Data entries
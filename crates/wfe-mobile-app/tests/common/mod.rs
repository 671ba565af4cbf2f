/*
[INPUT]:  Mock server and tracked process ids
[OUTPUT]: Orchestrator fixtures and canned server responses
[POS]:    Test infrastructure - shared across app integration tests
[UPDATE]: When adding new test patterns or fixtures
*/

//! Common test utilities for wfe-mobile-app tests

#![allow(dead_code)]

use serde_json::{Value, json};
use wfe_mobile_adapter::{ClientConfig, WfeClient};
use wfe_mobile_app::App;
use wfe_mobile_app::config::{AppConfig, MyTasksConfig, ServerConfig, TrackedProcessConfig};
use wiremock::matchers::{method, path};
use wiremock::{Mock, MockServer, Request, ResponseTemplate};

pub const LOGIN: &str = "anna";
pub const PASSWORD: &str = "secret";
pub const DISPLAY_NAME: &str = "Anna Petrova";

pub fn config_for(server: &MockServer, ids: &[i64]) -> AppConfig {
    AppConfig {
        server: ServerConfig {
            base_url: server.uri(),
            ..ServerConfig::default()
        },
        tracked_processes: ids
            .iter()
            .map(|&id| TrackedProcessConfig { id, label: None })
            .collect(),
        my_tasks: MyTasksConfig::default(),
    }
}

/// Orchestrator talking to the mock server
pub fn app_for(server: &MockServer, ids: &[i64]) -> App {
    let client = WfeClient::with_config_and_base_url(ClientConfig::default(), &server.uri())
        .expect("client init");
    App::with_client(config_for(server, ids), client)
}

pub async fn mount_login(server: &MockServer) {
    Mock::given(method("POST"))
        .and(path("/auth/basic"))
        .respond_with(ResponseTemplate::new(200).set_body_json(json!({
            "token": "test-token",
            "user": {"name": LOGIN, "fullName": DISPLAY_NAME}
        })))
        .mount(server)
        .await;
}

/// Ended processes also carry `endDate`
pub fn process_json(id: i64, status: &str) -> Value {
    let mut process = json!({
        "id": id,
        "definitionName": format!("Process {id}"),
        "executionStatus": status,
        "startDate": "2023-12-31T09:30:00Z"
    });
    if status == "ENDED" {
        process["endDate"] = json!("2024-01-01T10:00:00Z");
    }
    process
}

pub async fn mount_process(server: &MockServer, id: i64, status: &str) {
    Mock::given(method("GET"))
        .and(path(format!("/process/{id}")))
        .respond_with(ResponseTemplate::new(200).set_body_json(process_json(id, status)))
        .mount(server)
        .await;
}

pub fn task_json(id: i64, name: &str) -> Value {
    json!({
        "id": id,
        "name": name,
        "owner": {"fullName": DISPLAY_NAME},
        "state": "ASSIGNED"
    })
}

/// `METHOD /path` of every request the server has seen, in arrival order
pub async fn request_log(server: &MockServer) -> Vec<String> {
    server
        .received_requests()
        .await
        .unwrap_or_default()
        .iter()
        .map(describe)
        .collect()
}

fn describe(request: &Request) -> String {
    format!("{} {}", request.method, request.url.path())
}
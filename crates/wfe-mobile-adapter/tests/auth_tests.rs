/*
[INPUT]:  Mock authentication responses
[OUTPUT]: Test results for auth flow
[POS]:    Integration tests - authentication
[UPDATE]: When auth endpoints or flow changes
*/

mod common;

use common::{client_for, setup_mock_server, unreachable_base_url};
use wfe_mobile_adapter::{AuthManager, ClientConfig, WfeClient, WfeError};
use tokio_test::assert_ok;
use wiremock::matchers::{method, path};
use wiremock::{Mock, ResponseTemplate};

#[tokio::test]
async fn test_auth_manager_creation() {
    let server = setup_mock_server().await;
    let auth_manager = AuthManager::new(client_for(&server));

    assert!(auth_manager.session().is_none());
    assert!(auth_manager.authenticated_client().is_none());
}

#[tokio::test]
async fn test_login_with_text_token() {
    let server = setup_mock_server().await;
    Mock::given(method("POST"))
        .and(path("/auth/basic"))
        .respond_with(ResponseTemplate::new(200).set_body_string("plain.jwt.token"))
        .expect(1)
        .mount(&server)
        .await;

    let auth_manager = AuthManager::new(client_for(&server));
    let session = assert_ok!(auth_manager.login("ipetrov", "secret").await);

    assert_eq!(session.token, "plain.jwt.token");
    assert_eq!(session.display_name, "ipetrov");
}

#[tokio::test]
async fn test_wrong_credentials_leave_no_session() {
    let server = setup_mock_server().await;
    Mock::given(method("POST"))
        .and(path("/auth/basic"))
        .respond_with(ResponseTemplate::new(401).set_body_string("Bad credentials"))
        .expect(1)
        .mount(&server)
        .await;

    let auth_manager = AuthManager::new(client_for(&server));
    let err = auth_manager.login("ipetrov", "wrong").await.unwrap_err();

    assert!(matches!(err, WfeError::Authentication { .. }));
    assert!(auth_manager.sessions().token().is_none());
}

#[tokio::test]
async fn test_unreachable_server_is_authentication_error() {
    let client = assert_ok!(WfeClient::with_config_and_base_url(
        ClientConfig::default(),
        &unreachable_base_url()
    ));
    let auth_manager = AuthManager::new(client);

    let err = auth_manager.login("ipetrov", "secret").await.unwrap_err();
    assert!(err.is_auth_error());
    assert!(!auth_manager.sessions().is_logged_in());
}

### Your instructions
Return each line of the data above verbatim.

### Written solution
filename crates/wfe-mobile-app/tests/common/mod.rs
repository 671ba565af4cbf2f
/*
[INPUT]:  Mock server and tracked process ids
[OUTPUT]: Orchestrator fixtures and canned server responses
[POS]:    Test infrastructure - shared across app integration tests
[UPDATE]: When adding new test patterns or fixtures
*/

//! Common test utilities for wfe-mobile-app tests

#![allow(dead_code)]

use serde_json::{Value, json};
use wfe_mobile_adapter::{ClientConfig, WfeClient};
use wfe_mobile_app::App;
use wfe_mobile_app::config::{AppConfig, MyTasksConfig, ServerConfig, TrackedProcessConfig};
use wiremock::matchers::{method, path};
use wiremock::{Mock, MockServer, Request, ResponseTemplate};

pub const LOGIN: &str = "anna";
pub const PASSWORD: &str = "secret";
pub const DISPLAY_NAME: &str = "Anna Petrova";

pub fn config_for(server: &MockServer, ids: &[i64]) -> AppConfig {
    AppConfig {
        server: ServerConfig {
            base_url: server.uri(),
            ..ServerConfig::default()
        },
        tracked_processes: ids
            .iter()
            .map(|&id| TrackedProcessConfig { id, label: None })
            .collect(),
        my_tasks: MyTasksConfig::default(),
    }
}

/// Orchestrator talking to the mock server
pub fn app_for(server: &MockServer, ids: &[i64]) -> App {
    let client = WfeClient::with_config_and_base_url(ClientConfig::default(), &server.uri())
        .expect("client init");
    App::with_client(config_for(server, ids), client)
}

pub async fn mount_login(server: &MockServer) {
    Mock::given(method("POST"))
        .and(path("/auth/basic"))
        .respond_with(ResponseTemplate::new(200).set_body_json(json!({
            "token": "test-token",
            "user": {"name": LOGIN, "fullName": DISPLAY_NAME}
        })))
        .mount(server)
        .await;
}

/// Ended processes also carry `endDate`
pub fn process_json(id: i64, status: &str) -> Value {
    let mut process = json!({
        "id": id,
        "definitionName": format!("Process {id}"),
        "executionStatus": status,
        "startDate": "2023-12-31T09:30:00Z"
    });
    if status == "ENDED" {
        process["endDate"] = json!("2024-01-01T10:00:00Z");
    }
    process
}

pub async fn mount_process(server: &MockServer, id: i64, status: &str) {
    Mock::given(method("GET"))
        .and(path(format!("/process/{id}")))
        .respond_with(ResponseTemplate::new(200).set_body_json(process_json(id, status)))
        .mount(server)
        .await;
}

pub fn task_json(id: i64, name: &str) -> Value {
    json!({
        "id": id,
        "name": name,
        "owner": {"fullName": DISPLAY_NAME},
        "state": "ASSIGNED"
    })
}

/// `METHOD /path` of every request the server has seen, in arrival order
pub async fn request_log(server: &MockServer) -> Vec<String> {
    server
        .received_requests()
        .await
        .unwrap_or_default()
        .iter()
        .map(describe)
        .collect()
}

fn describe(request: &Request) -> String {
    format!("{} {}", request.method, request.url.path())
}
filename crates/wfe-mobile-adapter/tests/auth_tests.rs
/*
[INPUT]:  Mock authentication responses
[OUTPUT]: Test results for auth flow
[POS]:    Integration tests - authentication
[UPDATE]: When auth endpoints or flow changes
*/

mod common;

use common::{client_for, setup_mock_server, unreachable_base_url};
use wfe_mobile_adapter::{AuthManager, ClientConfig, WfeClient, WfeError};
use tokio_test::assert_ok;
use wiremock::matchers::{method, path};
use wiremock::{Mock, ResponseTemplate};

#[tokio::test]
async fn test_auth_manager_creation() {
    let server = setup_mock_server().await;
    let auth_manager = AuthManager::new(client_for(&server));

    assert!(auth_manager.session().is_none());
    assert!(auth_manager.authenticated_client().is_none());
}

#[tokio::test]
async fn test_login_with_text_token() {
    let server = setup_mock_server().await;
    Mock::given(method("POST"))
        .and(path("/auth/basic"))
        .respond_with(ResponseTemplate::new(200).set_body_string("plain.jwt.token"))
        .expect(1)
        .mount(&server)
        .await;

    let auth_manager = AuthManager::new(client_for(&server));
    let session = assert_ok!(auth_manager.login("ipetrov", "secret").await);

    assert_eq!(session.token, "plain.jwt.token");
    assert_eq!(session.display_name, "ipetrov");
}

#[tokio::test]
async fn test_wrong_credentials_leave_no_session() {
    let server = setup_mock_server().await;
    Mock::given(method("POST"))
        .and(path("/auth/basic"))
        .respond_with(ResponseTemplate::new(401).set_body_string("Bad credentials"))
        .expect(1)
        .mount(&server)
        .await;

    let auth_manager = AuthManager::new(client_for(&server));
    let err = auth_manager.login("ipetrov", "wrong").await.unwrap_err();

    assert!(matches!(err, WfeError::Authentication { .. }));
    assert!(auth_manager.sessions().token().is_none());
}

#[tokio::test]
async fn test_unreachable_server_is_authentication_error() {
    let client = assert_ok!(WfeClient::with_config_and_base_url(
        ClientConfig::default(),
        &unreachable_base_url()
    ));
    let auth_manager = AuthManager::new(client);

    let err = auth_manager.login("ipetrov", "secret").await.unwrap_err();
    assert!(err.is_auth_error());
    assert!(!auth_manager.sessions().is_logged_in());
}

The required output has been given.